DESCRIPTION OF THE TASK
When the string "ValidationError" is part of a line below, that line should be copied.

Collected data entries

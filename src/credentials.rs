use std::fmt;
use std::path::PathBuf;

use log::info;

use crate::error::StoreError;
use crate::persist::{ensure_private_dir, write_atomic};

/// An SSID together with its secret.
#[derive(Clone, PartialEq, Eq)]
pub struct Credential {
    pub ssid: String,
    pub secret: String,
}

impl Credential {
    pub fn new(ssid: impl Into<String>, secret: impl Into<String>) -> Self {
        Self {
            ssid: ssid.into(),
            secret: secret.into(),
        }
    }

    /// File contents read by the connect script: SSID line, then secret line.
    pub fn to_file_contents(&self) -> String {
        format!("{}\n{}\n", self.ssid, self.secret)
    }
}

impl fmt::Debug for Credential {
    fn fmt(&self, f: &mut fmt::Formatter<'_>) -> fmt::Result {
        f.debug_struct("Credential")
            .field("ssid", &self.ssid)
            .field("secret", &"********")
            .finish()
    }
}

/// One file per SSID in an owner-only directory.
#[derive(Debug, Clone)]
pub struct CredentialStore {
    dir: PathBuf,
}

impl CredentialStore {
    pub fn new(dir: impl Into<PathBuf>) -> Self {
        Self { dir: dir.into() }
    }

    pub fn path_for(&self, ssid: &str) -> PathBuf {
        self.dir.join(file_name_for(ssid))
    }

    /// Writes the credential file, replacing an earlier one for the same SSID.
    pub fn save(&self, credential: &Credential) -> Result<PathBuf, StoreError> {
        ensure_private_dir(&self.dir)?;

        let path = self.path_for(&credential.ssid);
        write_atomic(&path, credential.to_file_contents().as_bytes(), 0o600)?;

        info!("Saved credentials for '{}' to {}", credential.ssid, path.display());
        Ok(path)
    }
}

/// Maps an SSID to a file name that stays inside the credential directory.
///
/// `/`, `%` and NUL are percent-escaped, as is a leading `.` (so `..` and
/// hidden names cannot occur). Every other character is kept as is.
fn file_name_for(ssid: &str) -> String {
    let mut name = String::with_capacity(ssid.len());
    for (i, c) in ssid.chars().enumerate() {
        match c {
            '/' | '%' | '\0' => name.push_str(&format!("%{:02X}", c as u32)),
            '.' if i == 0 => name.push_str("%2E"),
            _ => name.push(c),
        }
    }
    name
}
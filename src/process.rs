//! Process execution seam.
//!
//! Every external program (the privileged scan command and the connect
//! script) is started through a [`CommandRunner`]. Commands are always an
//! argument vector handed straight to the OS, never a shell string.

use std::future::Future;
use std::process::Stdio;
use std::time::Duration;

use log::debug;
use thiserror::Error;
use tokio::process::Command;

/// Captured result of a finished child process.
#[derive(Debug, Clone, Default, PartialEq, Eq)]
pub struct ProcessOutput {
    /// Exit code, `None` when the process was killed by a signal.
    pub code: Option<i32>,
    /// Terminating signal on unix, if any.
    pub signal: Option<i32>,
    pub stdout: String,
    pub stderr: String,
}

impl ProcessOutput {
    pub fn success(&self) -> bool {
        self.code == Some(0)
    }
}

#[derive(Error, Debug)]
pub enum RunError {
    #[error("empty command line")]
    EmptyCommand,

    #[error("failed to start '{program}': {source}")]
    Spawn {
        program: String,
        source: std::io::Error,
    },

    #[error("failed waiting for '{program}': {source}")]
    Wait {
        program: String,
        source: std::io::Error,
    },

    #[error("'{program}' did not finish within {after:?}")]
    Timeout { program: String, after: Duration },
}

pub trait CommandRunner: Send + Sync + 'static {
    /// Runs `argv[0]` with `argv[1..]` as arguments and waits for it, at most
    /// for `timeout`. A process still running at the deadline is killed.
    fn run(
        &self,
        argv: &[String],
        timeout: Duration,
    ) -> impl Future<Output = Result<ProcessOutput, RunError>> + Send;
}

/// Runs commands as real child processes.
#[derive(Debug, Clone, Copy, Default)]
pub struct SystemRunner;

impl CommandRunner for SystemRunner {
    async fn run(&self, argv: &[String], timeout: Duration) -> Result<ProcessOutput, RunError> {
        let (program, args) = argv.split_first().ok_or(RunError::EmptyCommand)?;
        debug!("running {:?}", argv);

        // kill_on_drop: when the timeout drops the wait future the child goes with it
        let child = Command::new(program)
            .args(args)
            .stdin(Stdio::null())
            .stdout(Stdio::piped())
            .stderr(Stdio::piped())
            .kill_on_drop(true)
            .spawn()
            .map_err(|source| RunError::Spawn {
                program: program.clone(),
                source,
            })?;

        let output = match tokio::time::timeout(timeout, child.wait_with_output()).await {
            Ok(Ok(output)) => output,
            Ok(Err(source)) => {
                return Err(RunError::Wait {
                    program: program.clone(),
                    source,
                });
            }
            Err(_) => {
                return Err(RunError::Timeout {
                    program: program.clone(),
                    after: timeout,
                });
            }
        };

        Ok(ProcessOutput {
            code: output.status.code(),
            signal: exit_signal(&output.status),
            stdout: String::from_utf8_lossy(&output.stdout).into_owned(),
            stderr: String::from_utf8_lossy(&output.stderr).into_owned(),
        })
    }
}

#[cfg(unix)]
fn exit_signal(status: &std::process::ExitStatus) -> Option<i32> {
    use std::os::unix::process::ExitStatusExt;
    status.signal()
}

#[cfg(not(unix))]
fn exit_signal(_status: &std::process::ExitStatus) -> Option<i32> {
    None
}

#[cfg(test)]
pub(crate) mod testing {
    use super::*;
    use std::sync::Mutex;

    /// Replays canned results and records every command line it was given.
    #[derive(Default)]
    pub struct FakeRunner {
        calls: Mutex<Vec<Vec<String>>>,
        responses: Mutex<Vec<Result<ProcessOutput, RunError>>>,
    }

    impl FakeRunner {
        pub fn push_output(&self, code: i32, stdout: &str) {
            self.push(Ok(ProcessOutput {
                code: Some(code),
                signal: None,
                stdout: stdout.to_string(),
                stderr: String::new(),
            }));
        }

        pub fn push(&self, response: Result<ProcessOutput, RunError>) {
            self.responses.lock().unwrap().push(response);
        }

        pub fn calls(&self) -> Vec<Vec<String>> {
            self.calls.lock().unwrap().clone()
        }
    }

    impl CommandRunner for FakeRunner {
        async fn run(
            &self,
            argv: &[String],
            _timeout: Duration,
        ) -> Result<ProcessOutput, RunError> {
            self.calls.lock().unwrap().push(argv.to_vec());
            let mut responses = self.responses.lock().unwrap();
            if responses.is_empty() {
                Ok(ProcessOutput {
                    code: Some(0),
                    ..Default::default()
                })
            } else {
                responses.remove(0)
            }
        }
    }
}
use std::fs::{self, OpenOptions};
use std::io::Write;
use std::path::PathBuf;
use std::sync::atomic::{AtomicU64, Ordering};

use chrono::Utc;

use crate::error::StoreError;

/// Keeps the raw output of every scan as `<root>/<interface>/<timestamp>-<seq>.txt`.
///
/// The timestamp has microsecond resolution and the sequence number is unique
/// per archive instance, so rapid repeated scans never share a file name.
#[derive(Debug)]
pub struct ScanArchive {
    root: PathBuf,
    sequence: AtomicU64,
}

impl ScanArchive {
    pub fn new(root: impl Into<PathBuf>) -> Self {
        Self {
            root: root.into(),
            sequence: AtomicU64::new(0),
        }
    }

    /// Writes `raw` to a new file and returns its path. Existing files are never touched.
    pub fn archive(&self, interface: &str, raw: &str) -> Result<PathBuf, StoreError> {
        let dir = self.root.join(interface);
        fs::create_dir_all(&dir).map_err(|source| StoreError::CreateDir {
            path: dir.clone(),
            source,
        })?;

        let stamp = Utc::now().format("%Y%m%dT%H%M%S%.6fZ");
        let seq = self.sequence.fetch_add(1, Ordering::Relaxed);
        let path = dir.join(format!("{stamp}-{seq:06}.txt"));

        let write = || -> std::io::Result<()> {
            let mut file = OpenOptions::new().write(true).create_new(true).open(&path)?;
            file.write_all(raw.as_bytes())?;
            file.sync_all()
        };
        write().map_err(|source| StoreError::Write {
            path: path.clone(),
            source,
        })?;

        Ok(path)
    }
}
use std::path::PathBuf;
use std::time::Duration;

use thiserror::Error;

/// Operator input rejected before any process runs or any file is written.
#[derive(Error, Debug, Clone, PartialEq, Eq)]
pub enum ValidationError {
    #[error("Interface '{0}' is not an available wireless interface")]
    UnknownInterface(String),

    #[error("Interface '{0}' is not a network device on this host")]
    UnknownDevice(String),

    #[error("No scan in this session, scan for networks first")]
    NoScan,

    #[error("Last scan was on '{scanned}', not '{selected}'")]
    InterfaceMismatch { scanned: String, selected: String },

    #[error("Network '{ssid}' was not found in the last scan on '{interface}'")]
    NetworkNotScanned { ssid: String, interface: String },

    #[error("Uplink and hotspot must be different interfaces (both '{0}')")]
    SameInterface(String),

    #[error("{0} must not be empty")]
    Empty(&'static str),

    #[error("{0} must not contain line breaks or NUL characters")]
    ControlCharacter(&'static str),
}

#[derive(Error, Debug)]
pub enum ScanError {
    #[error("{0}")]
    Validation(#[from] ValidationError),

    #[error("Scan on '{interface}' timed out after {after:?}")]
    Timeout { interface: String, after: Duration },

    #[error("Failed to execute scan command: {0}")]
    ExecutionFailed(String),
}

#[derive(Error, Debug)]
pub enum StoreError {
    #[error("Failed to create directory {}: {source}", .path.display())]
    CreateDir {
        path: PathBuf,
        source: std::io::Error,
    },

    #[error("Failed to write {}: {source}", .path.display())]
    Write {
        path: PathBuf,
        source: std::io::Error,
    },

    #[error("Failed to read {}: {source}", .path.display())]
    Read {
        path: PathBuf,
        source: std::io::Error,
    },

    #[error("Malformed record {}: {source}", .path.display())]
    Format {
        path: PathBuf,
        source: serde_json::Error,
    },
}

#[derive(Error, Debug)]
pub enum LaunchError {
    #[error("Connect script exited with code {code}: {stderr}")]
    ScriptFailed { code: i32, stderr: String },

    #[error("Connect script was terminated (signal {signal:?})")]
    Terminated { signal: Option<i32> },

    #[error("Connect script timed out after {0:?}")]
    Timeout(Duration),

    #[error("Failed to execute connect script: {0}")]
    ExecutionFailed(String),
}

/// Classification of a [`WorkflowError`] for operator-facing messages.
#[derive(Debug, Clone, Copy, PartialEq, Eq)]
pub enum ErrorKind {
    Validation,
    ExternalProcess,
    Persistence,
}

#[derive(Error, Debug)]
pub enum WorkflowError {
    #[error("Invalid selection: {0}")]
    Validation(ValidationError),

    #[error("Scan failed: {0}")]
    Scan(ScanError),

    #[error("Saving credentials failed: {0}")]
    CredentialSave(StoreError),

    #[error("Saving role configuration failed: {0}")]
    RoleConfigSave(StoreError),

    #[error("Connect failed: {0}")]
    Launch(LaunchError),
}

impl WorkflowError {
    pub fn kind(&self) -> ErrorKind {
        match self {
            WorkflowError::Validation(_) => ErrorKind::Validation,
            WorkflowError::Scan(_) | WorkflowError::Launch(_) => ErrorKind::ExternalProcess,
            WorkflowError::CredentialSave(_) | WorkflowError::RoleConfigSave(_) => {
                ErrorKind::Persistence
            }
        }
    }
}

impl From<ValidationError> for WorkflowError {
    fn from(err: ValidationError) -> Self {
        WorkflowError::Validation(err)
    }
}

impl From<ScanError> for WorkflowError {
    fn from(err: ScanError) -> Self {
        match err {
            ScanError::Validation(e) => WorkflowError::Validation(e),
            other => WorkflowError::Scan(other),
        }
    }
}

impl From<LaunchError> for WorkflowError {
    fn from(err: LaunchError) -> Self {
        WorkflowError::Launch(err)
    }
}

SOLUTION
pub enum ValidationError {
    Validation(#[from] ValidationError),
    Validation(ValidationError),
impl From<ValidationError> for WorkflowError {
    fn from(err: ValidationError) -> Self {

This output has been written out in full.